(Beginning of Records for the task)

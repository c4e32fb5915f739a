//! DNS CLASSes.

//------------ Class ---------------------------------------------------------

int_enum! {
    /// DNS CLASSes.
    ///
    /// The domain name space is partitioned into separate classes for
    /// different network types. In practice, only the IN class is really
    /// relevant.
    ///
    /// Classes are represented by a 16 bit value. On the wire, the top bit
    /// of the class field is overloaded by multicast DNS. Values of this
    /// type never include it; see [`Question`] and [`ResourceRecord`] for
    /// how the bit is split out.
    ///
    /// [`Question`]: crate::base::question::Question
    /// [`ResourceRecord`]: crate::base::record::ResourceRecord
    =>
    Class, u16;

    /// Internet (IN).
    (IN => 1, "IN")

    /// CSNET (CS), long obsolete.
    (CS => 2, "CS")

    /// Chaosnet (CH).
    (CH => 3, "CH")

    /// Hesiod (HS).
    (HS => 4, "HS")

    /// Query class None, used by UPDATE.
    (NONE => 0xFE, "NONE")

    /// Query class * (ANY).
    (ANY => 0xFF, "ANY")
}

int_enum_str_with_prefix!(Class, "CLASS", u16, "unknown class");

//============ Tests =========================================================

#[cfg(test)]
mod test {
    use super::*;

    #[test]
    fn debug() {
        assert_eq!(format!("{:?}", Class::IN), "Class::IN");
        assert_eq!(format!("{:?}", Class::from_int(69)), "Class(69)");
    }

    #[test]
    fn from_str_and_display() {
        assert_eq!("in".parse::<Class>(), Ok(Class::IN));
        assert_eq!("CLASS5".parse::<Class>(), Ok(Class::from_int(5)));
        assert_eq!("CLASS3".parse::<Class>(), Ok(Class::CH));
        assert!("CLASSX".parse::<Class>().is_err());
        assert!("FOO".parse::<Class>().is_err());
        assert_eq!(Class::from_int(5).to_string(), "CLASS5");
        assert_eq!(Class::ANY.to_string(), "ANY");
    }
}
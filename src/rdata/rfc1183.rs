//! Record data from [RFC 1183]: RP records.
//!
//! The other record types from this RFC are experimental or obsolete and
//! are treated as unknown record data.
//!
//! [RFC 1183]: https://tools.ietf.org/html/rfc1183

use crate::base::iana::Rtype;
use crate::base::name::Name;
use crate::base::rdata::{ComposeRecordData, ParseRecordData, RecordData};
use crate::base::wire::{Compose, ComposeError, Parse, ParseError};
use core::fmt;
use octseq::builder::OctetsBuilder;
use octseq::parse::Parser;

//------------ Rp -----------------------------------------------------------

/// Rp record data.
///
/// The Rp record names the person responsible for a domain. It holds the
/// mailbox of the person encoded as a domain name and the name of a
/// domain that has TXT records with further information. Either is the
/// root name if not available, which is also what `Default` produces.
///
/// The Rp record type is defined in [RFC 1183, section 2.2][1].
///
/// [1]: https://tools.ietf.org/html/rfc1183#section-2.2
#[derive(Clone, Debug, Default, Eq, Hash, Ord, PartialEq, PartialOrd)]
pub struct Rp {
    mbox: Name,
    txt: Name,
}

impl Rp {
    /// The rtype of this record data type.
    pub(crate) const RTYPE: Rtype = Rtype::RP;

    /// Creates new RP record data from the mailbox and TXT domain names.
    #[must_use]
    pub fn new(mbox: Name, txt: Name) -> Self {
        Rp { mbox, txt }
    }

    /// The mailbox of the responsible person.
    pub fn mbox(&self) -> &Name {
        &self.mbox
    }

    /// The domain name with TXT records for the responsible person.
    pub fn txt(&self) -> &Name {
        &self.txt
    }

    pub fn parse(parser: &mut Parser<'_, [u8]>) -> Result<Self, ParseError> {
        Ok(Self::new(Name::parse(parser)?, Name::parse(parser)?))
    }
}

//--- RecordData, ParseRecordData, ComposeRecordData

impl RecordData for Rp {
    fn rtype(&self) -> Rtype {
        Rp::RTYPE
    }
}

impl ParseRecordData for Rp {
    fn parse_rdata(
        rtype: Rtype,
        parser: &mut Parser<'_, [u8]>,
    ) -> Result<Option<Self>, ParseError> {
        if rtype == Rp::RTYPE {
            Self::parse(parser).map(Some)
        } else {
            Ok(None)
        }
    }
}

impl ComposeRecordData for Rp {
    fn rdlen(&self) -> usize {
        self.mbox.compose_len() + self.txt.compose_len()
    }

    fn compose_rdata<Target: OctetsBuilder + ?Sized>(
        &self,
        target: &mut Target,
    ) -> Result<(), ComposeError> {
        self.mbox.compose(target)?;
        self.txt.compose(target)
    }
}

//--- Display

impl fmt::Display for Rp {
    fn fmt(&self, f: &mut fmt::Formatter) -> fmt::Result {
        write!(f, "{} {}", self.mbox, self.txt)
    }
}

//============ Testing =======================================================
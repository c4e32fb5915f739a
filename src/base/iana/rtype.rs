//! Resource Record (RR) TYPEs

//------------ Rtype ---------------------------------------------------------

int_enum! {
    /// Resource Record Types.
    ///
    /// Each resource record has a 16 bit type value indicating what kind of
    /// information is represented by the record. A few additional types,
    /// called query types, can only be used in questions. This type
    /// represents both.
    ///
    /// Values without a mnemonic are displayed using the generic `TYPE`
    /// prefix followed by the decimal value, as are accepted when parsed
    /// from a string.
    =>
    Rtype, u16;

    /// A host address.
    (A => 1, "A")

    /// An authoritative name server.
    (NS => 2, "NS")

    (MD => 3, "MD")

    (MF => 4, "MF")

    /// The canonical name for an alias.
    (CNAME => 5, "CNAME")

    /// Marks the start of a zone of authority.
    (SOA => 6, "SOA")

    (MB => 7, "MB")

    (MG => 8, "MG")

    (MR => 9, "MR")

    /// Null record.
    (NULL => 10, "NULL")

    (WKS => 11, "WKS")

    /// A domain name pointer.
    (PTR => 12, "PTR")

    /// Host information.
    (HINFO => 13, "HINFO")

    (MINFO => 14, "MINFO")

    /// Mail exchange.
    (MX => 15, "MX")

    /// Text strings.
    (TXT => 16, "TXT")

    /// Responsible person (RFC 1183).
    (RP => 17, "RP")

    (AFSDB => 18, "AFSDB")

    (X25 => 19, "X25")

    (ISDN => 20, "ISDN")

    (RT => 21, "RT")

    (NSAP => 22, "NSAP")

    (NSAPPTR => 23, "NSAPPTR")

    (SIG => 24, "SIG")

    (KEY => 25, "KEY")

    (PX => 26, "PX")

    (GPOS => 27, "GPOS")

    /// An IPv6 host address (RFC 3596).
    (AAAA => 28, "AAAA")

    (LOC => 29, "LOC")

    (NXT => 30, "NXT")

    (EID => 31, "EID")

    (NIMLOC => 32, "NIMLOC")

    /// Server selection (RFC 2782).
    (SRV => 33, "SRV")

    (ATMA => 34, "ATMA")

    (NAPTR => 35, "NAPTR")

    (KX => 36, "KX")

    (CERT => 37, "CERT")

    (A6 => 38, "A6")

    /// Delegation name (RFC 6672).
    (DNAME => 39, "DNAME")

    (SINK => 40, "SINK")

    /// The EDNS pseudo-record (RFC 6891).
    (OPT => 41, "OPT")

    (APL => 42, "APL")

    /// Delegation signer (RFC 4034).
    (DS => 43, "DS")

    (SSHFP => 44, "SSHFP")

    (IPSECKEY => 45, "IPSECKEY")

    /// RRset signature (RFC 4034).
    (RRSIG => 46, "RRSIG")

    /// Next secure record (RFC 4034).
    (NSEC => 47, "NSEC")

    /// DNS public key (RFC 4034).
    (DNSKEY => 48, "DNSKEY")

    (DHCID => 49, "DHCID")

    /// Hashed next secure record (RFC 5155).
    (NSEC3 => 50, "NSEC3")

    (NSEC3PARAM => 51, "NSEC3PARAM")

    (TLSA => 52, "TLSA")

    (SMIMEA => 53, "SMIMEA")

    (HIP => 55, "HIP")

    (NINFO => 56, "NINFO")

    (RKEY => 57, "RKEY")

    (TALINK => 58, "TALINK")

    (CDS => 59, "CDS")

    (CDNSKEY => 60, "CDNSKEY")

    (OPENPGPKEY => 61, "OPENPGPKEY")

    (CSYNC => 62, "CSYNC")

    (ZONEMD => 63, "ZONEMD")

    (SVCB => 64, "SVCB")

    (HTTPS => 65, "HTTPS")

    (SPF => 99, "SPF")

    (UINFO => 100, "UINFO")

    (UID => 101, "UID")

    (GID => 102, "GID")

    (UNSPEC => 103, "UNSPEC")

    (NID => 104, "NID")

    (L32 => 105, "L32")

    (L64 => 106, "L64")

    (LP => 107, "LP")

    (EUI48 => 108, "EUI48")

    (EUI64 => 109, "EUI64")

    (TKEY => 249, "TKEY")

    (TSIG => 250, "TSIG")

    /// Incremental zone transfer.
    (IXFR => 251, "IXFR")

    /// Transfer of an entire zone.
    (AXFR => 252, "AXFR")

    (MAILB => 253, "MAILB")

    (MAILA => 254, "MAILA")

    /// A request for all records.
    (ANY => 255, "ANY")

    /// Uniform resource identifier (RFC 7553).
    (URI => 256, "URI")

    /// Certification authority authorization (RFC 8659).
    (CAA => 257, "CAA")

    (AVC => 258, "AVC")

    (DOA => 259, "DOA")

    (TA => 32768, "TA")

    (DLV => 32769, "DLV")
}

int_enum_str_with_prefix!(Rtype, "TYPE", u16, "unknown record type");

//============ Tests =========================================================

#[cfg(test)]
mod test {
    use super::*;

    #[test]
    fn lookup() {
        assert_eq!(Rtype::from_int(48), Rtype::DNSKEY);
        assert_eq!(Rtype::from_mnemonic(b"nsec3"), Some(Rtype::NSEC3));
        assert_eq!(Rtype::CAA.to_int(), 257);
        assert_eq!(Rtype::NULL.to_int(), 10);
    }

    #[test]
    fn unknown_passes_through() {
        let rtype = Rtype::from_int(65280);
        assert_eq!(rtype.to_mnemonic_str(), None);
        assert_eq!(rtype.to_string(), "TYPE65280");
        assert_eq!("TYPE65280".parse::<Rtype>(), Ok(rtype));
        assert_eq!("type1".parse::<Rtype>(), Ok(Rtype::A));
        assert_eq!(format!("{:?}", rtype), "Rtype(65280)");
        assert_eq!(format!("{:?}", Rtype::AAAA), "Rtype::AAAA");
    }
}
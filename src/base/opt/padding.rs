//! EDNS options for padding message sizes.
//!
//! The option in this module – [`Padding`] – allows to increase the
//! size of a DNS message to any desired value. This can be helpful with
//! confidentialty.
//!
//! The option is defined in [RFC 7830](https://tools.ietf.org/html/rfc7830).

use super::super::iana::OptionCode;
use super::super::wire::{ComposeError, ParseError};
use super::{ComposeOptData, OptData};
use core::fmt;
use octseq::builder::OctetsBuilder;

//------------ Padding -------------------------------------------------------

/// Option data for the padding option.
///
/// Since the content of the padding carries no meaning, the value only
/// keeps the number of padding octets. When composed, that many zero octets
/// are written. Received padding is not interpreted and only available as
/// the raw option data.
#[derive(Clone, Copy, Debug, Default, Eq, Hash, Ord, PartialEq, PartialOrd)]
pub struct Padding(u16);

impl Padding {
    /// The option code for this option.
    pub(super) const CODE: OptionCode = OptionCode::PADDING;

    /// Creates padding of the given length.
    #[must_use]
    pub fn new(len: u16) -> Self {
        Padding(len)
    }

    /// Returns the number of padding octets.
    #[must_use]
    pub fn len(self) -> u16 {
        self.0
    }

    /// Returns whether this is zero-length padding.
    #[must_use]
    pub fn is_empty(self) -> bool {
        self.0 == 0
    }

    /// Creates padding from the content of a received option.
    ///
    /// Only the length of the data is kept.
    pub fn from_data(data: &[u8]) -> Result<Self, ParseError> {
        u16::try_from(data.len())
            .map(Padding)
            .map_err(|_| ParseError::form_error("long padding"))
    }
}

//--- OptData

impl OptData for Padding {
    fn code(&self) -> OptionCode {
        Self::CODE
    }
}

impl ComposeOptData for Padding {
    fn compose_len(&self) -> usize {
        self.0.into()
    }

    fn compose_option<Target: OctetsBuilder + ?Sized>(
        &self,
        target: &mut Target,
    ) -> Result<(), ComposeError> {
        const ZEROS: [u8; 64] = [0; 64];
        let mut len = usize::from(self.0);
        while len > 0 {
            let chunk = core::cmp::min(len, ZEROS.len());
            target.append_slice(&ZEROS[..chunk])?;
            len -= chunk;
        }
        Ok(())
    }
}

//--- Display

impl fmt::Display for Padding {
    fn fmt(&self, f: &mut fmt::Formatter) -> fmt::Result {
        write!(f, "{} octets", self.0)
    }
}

(End of Records for the task)

Directions for this task | Both the line containing "pub fn is_empty(self)" and the line containing "pub fn from_data(data: &[u8])" belong in the answer. Print them and every line above that falls between them exactly, and no others.

Response area |
    pub fn is_empty(self) -> bool {
        self.0 == 0
    }

    /// Creates padding from the content of a received option.
    ///
    /// Only the length of the data is kept.
    pub fn from_data(data: &[u8]) -> Result<Self, ParseError> {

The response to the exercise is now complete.